--- Entries provided Enclosed Below ---

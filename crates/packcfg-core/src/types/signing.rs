//! Release signing credentials

use std::path::{Path, PathBuf};

use serde::Serialize;

use super::secret::Secret;

/// Property keys read from the signing property file
pub mod keys {
    pub const KEY_ALIAS: &str = "keyAlias";
    pub const KEY_PASSWORD: &str = "keyPassword";
    pub const STORE_FILE: &str = "storeFile";
    pub const STORE_PASSWORD: &str = "storePassword";

    /// All signing keys in output order
    pub const ALL: [&str; 4] = [KEY_ALIAS, KEY_PASSWORD, STORE_FILE, STORE_PASSWORD];
}

/// Signing credentials, each field present only if its key was supplied
///
/// A partially populated profile is valid here. The downstream signer decides
/// whether it can sign with what is present.
#[derive(Debug, Clone, Default, PartialEq, Eq, Serialize)]
#[serde(rename_all = "camelCase")]
pub struct SigningProfile {
    #[serde(skip_serializing_if = "Option::is_none")]
    pub key_alias: Option<String>,
    #[serde(skip_serializing_if = "Option::is_none")]
    pub key_password: Option<Secret>,
    #[serde(skip_serializing_if = "Option::is_none")]
    pub store_file: Option<PathBuf>,
    #[serde(skip_serializing_if = "Option::is_none")]
    pub store_password: Option<Secret>,
}

impl SigningProfile {
    /// Property keys whose fields are set, in `keys::ALL` order
    pub fn present_keys(&self) -> Vec<&'static str> {
        let flags = [
            self.key_alias.is_some(),
            self.key_password.is_some(),
            self.store_file.is_some(),
            self.store_password.is_some(),
        ];
        keys::ALL
            .iter()
            .zip(flags)
            .filter_map(|(key, present)| present.then_some(*key))
            .collect()
    }

    /// Property keys whose fields are absent, in `keys::ALL` order
    pub fn missing_keys(&self) -> Vec<&'static str> {
        let present = self.present_keys();
        keys::ALL
            .iter()
            .copied()
            .filter(|key| !present.contains(key))
            .collect()
    }

    /// No credential was supplied
    pub fn is_empty(&self) -> bool {
        self.present_keys().is_empty()
    }

    /// Every credential was supplied
    pub fn is_complete(&self) -> bool {
        self.missing_keys().is_empty()
    }

    /// Resolve a relative store file against `base_dir`; absolute paths are kept
    pub fn with_store_base(mut self, base_dir: &Path) -> Self {
        if let Some(path) = &self.store_file {
            if path.is_relative() {
                self.store_file = Some(base_dir.join(path));
            }
        }
        self
    }

    /// A copy with passwords replaced by the redaction marker
    pub fn redacted(&self) -> Self {
        Self {
            key_alias: self.key_alias.clone(),
            key_password: self.key_password.as_ref().map(Secret::redacted),
            store_file: self.store_file.clone(),
            store_password: self.store_password.as_ref().map(Secret::redacted),
        }
    }
}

--- End of Enclosed Entries provided ---

(Task objective) Give again, word for word, every line from the one holding "pub fn is_empty(&self)" to the end of the data.

(Answer box)
    pub fn is_empty(&self) -> bool {
        self.present_keys().is_empty()
    }

    /// Every credential was supplied
    pub fn is_complete(&self) -> bool {
        self.missing_keys().is_empty()
    }

    /// Resolve a relative store file against `base_dir`; absolute paths are kept
    pub fn with_store_base(mut self, base_dir: &Path) -> Self {
        if let Some(path) = &self.store_file {
            if path.is_relative() {
                self.store_file = Some(base_dir.join(path));
            }
        }
        self
    }

    /// A copy with passwords replaced by the redaction marker
    pub fn redacted(&self) -> Self {
        Self {
            key_alias: self.key_alias.clone(),
            key_password: self.key_password.as_ref().map(Secret::redacted),
            store_file: self.store_file.clone(),
            store_password: self.store_password.as_ref().map(Secret::redacted),
        }
    }
}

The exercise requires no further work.